Yapi Merkezi, which has already embarked on the first 205-km phase between Dar es Salaam and Morogoro, will now construct the second phase between Morogoro and Makutupora. The contract is worth $1.92 billion.

“After assessment of the bids, Yapi Merkezi met the technical and financial requirements. It will now design and construct the railway line,” said Tanzanian state-owned railway infrastructure authority Reli Assets Holding Company Ltd in a statement.

The deal is understood to have been pegged on Tanzania’s April request to the Turkish state-owned Export Credit Bank of Turkey (Eximbank) to help finance the 400-km stretch of the new railway.

Erdem Arioglu, the vice president of Yapi Merkezi, said the agreement is the largest ever signed by a single Turkish firm abroad.

“We will single handedly build this project, complete with accompanying technology and infrastructure. We will deliver within the agreed timelines,” Mr Arioglu said.

Chinese contractors are modernising Kenya’s and Uganda’s railway infrastructure.

The East African understands that in both phases of Tanzania’s project, the Chinese submitted their bids. Although the first contract had been awarded to them, it was cancelled over “ethical concerns”.

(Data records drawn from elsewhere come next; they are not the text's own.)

use std::net::{Ipv4Addr, Ipv6Addr, SocketAddr};
use std::sync::Arc;

use anyhow::Context;
use async_trait::async_trait;
use bytes::Bytes;
use fast_socks5::util::target_addr::TargetAddr;
use futures_util::future::BoxFuture;
use tokio::io::AsyncReadExt;
use tokio::net::{lookup_host, TcpStream, UdpSocket};
use tokio::task::{JoinError, JoinSet};
use tracing::{debug, trace};

use crate::proxy::registry::{RelayHandle, RelayId, RelayKind};
use crate::proxy::{ProxyError, ProxyShared};

const MAX_DATAGRAM: usize = 65536;

/// One relayed datagram. `address` is an IP literal or a domain name.
#[derive(Debug, Clone, PartialEq, Eq)]
pub struct UdpPacket {
    pub address: String,
    pub port: u16,
    pub data: Bytes,
}

/// Invoked for every datagram of every association. An error drops the datagram.
#[async_trait]
pub trait UdpHook: Send + Sync {
    async fn on_packet(&self, from_client: bool, packet: &mut UdpPacket) -> anyhow::Result<()>;
}

#[async_trait]
impl<F> UdpHook for F
where
    F: for<'a> Fn(bool, &'a mut UdpPacket) -> BoxFuture<'a, anyhow::Result<()>> + Send + Sync,
{
    async fn on_packet(&self, from_client: bool, packet: &mut UdpPacket) -> anyhow::Result<()> {
        self(from_client, packet).await
    }
}

pub fn udp_hook<F>(f: F) -> Arc<dyn UdpHook>
where
    F: for<'a> Fn(bool, &'a mut UdpPacket) -> BoxFuture<'a, anyhow::Result<()>> + Send + Sync + 'static,
{
    Arc::new(f)
}

/// Applies a hook with the directional rules: datagrams from the client may be redirected,
/// datagrams from a server only have their payload rewritten.
#[derive(Clone, Default)]
pub struct UdpInterceptor {
    hook: Option<Arc<dyn UdpHook>>,
}

impl UdpInterceptor {
    pub fn new(hook: Option<Arc<dyn UdpHook>>) -> Self {
        Self { hook }
    }

    pub async fn intercept(&self, from_client: bool, packet: UdpPacket) -> anyhow::Result<UdpPacket> {
        let Some(ref hook) = self.hook else {
            return Ok(packet);
        };

        let mut mutated = packet.clone();
        hook.on_packet(from_client, &mut mutated).await?;

        if !from_client {
            mutated.address = packet.address;
            mutated.port = packet.port;
        }
        Ok(mutated)
    }
}

enum Event {
    Cancelled,
    ControlClosed,
    FromClient(usize, SocketAddr),
    FromServer(usize, SocketAddr),
    FromServerV6(usize, SocketAddr),
    Forwarded(Result<anyhow::Result<()>, JoinError>),
}

/// Client address given in the UDP ASSOCIATE request, when it is usable as is.
fn requested_client(requested: &TargetAddr) -> Option<SocketAddr> {
    match requested {
        TargetAddr::Ip(addr) if !addr.ip().is_unspecified() && addr.port() != 0 => Some(*addr),
        _ => None,
    }
}

/// Outbound sockets of one association, one per address family.
struct Forward {
    v4: UdpSocket,
    v6: Option<UdpSocket>,
}

impl Forward {
    async fn bind(handle: &RelayHandle) -> std::io::Result<Self> {
        let v4 = UdpSocket::bind((Ipv4Addr::UNSPECIFIED, 0)).await?;
        let v6 = match UdpSocket::bind((Ipv6Addr::UNSPECIFIED, 0)).await {
            Ok(socket) => Some(socket),
            Err(err) => {
                debug!(target: "socks", "relay #{}: no IPv6 forwarding: {err}", handle.id());
                None
            }
        };
        Ok(Self { v4, v6 })
    }

    fn socket_for(&self, destination: SocketAddr) -> anyhow::Result<&UdpSocket> {
        match destination {
            SocketAddr::V4(_) => Ok(&self.v4),
            SocketAddr::V6(_) => self
                .v6
                .as_ref()
                .ok_or_else(|| anyhow::anyhow!("no IPv6 socket to reach {destination}")),
        }
    }
}

async fn recv_v6(socket: Option<&UdpSocket>, buf: &mut [u8]) -> std::io::Result<(usize, SocketAddr)> {
    match socket {
        Some(socket) => socket.recv_from(buf).await,
        None => std::future::pending().await,
    }
}

/// Relay datagrams for one association until the control connection goes away.
///
/// `client_socket` is already bound and was announced in the SOCKS reply. Each datagram is
/// handled by its own task, so a slow hook call only delays its own datagram.
pub(crate) async fn run_association(
    mut control: TcpStream,
    client_socket: UdpSocket,
    requested: TargetAddr,
    client: SocketAddr,
    shared: &ProxyShared,
) -> Result<(), ProxyError> {
    let mut handle = shared.registry.register(client, requested.to_string(), RelayKind::Udp);
    let cancel = handle.token();

    let client_socket = Arc::new(client_socket);
    let forward = Arc::new(Forward::bind(&handle).await?);
    handle.connected();

    let mut pinned = requested_client(&requested);
    let mut tasks = JoinSet::new();
    let mut control_buf = [0u8; 64];
    let mut client_buf = vec![0u8; MAX_DATAGRAM];
    let mut server_buf = vec![0u8; MAX_DATAGRAM];
    let mut server6_buf = vec![0u8; MAX_DATAGRAM];

    loop {
        let event = tokio::select! {
            _ = cancel.cancelled() => Event::Cancelled,
            read = control.read(&mut control_buf) => match read {
                Ok(0) | Err(_) => Event::ControlClosed,
                // Anything on the control connection after the reply is ignored.
                Ok(_) => continue,
            },
            received = client_socket.recv_from(&mut client_buf) => {
                let (n, from) = received?;
                Event::FromClient(n, from)
            }
            received = forward.v4.recv_from(&mut server_buf) => {
                let (n, from) = received?;
                Event::FromServer(n, from)
            }
            received = recv_v6(forward.v6.as_ref(), &mut server6_buf) => {
                let (n, from) = received?;
                Event::FromServerV6(n, from)
            }
            Some(joined) = tasks.join_next(), if !tasks.is_empty() => Event::Forwarded(joined),
        };

        match event {
            Event::Cancelled | Event::ControlClosed => break,
            Event::FromClient(n, from) => {
                match pinned {
                    Some(pinned) if pinned != from => continue,
                    Some(_) => {}
                    None if from.ip().to_canonical() == client.ip().to_canonical() => pinned = Some(from),
                    None => continue,
                }
                let datagram = Bytes::copy_from_slice(&client_buf[..n]);
                let interceptor = interceptor(shared).await;
                tasks.spawn(forward_to_server(datagram, forward.clone(), interceptor, handle.id()));
            }
            Event::FromServer(n, from) | Event::FromServerV6(n, from) => {
                let Some(pinned) = pinned else {
                    continue;
                };
                let received = match event {
                    Event::FromServerV6(..) => &server6_buf[..n],
                    _ => &server_buf[..n],
                };
                let datagram = Bytes::copy_from_slice(received);
                let interceptor = interceptor(shared).await;
                tasks.spawn(forward_to_client(datagram, from, pinned, client_socket.clone(), interceptor));
            }
            Event::Forwarded(Ok(Ok(()))) => {}
            Event::Forwarded(Ok(Err(err))) => handle.proxy_error(&format_args!("{err:#}")),
            Event::Forwarded(Err(err)) => handle.proxy_error(&err),
        }
    }

    tasks.abort_all();
    Ok(())
}

async fn interceptor(shared: &ProxyShared) -> UdpInterceptor {
    UdpInterceptor::new(shared.state.read().await.udp_hook.clone())
}

async fn forward_to_server(
    datagram: Bytes,
    forward: Arc<Forward>,
    interceptor: UdpInterceptor,
    relay: RelayId,
) -> anyhow::Result<()> {
    let (frag, target, payload) = fast_socks5::parse_udp_request(&datagram).await?;

    if frag != 0 {
        trace!(target: "socks", "relay #{relay}: dropping fragmented datagram");
        return Ok(());
    }

    let (address, port) = target.into_string_and_port();
    let packet = UdpPacket {
        address,
        port,
        data: datagram.slice_ref(payload),
    };

    let packet = interceptor.intercept(true, packet).await.context("udp hook failed")?;

    let destination = lookup_host((packet.address.as_str(), packet.port))
        .await
        .with_context(|| format!("resolving {}", packet.address))?
        .next()
        .ok_or_else(|| anyhow::anyhow!("no address for {}", packet.address))?;

    forward.socket_for(destination)?.send_to(&packet.data, destination).await?;
    Ok(())
}

async fn forward_to_client(
    datagram: Bytes,
    from: SocketAddr,
    client: SocketAddr,
    client_socket: Arc<UdpSocket>,
    interceptor: UdpInterceptor,
) -> anyhow::Result<()> {
    let packet = UdpPacket {
        address: from.ip().to_string(),
        port: from.port(),
        data: datagram,
    };

    let packet = interceptor.intercept(false, packet).await.context("udp hook failed")?;

    let mut reply = fast_socks5::new_udp_header(from)?;
    reply.extend_from_slice(&packet.data);

    client_socket.send_to(&reply, client).await?;
    Ok(())
}

#[cfg(test)]
mod tests {
    use super::*;
    use futures_util::FutureExt;

    fn packet() -> UdpPacket {
        UdpPacket {
            address: "10.0.0.1".into(),
            port: 53,
            data: Bytes::from_static(b"query"),
        }
    }

    fn rewriting_hook() -> Arc<dyn UdpHook> {
        udp_hook(|_from_client, packet| {
            async move {
                packet.address = "192.0.2.7".into();
                packet.port = 5353;
                packet.data = Bytes::from_static(b"rewritten");
                Ok(())
            }
            .boxed()
        })
    }

    #[tokio::test]
    async fn test_no_hook_passes_through() {
        let out = UdpInterceptor::default().intercept(true, packet()).await.unwrap();
        assert_eq!(out, packet());
    }

    #[tokio::test]
    async fn test_client_datagram_can_be_redirected() {
        let out = UdpInterceptor::new(Some(rewriting_hook())).intercept(true, packet()).await.unwrap();
        assert_eq!(out.address, "192.0.2.7");
        assert_eq!(out.port, 5353);
        assert_eq!(out.data, Bytes::from_static(b"rewritten"));
    }

    #[tokio::test]
    async fn test_server_datagram_keeps_its_source() {
        let out = UdpInterceptor::new(Some(rewriting_hook())).intercept(false, packet()).await.unwrap();
        assert_eq!(out.address, "10.0.0.1");
        assert_eq!(out.port, 53);
        assert_eq!(out.data, Bytes::from_static(b"rewritten"));
    }

    #[tokio::test]
    async fn test_hook_error_is_reported() {
        let hook = udp_hook(|_, _| async { Err(anyhow::anyhow!("nope")) }.boxed());
        assert!(UdpInterceptor::new(Some(hook)).intercept(true, packet()).await.is_err());
    }

    #[test]
    fn test_requested_client() {
        let addr: SocketAddr = "192.168.1.10:40000".parse().unwrap();
        assert_eq!(requested_client(&TargetAddr::Ip(addr)), Some(addr));
        assert_eq!(requested_client(&TargetAddr::Ip("0.0.0.0:0".parse().unwrap())), None);
        assert_eq!(requested_client(&TargetAddr::Ip("192.168.1.10:0".parse().unwrap())), None);
        assert_eq!(requested_client(&TargetAddr::Domain("localhost".into(), 1)), None);
    }

    #[tokio::test]
    async fn test_forward_socket_follows_address_family() {
        let v4 = UdpSocket::bind("127.0.0.1:0").await.unwrap();
        let v4_addr = v4.local_addr().unwrap();
        let mut forward = Forward { v4, v6: None };

        let to_v4: SocketAddr = "192.0.2.1:53".parse().unwrap();
        let to_v6: SocketAddr = "[2001:db8::1]:53".parse().unwrap();
        assert_eq!(forward.socket_for(to_v4).unwrap().local_addr().unwrap(), v4_addr);
        assert!(forward.socket_for(to_v6).is_err());

        // Hosts without IPv6 cannot bind the second socket; nothing left to check there.
        let Ok(v6) = UdpSocket::bind("[::1]:0").await else {
            return;
        };
        let v6_addr = v6.local_addr().unwrap();
        forward.v6 = Some(v6);
        assert_eq!(forward.socket_for(to_v6).unwrap().local_addr().unwrap(), v6_addr);
    }
}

“In the first contract, out of the 39 firms that bid for the Dar to Morogoro 205-km line, there were seven Chinese firms. In this second one, out of the 15 firms that placed their bids, we had four Chinese firms. They still have strong interest and we expect to see them in the other bids,” a government official told The EastAfrican.

Four parts

Tanzania divided construction of its railway into four parts, and put out separate tenders to design it. The three remaining sections are Makutupora to Tabora (294 km), Tabora to Isaka (133 km) and Isaka to Mwanza (248 km).

Tanzanian state-run railway firm Railway Assets Holding Company is expected to award at least one more contract before the end of the year, with the others slated for early next year.

The country plans to spend $14.2 billion over the next five years to build the 2,561-km standard gauge railway connecting its main port of Dar es Salaam to land-locked neighbours, including the Democratic Republic of Congo, Zambia, Rwanda and Uganda.

Securing soft loans

“As a country, we have already set aside $500 million dollars for the project. We are now expecting to secure soft loans from development partners and financial institutions for implementation of the plan,” said Makame Mbarawa, the Works, Transport and Communication Minister.

The new developments leave in question the role that China will play in the project.

In July 2016, China, through its Exim Bank, agreed to advance Tanzania $7.9 million for the railway project, despite its key contracting firms having been blacklisted by President Magufuli’s administration over malpractices in the tendering process.

In addition to Tanzania, the Turkish firm has shown interest in running the 751-km Chinese-built Ethiopia-Djibouti railway line. In February last year, Yapi Merkezi bid for the project jointly with Turkish State Railways TCDD.

The project also attracted Chinese companies; the consortium of China Civil Engineering Construction Corporation and China Railway Engineering Corporation won the bid for management of the line for six years.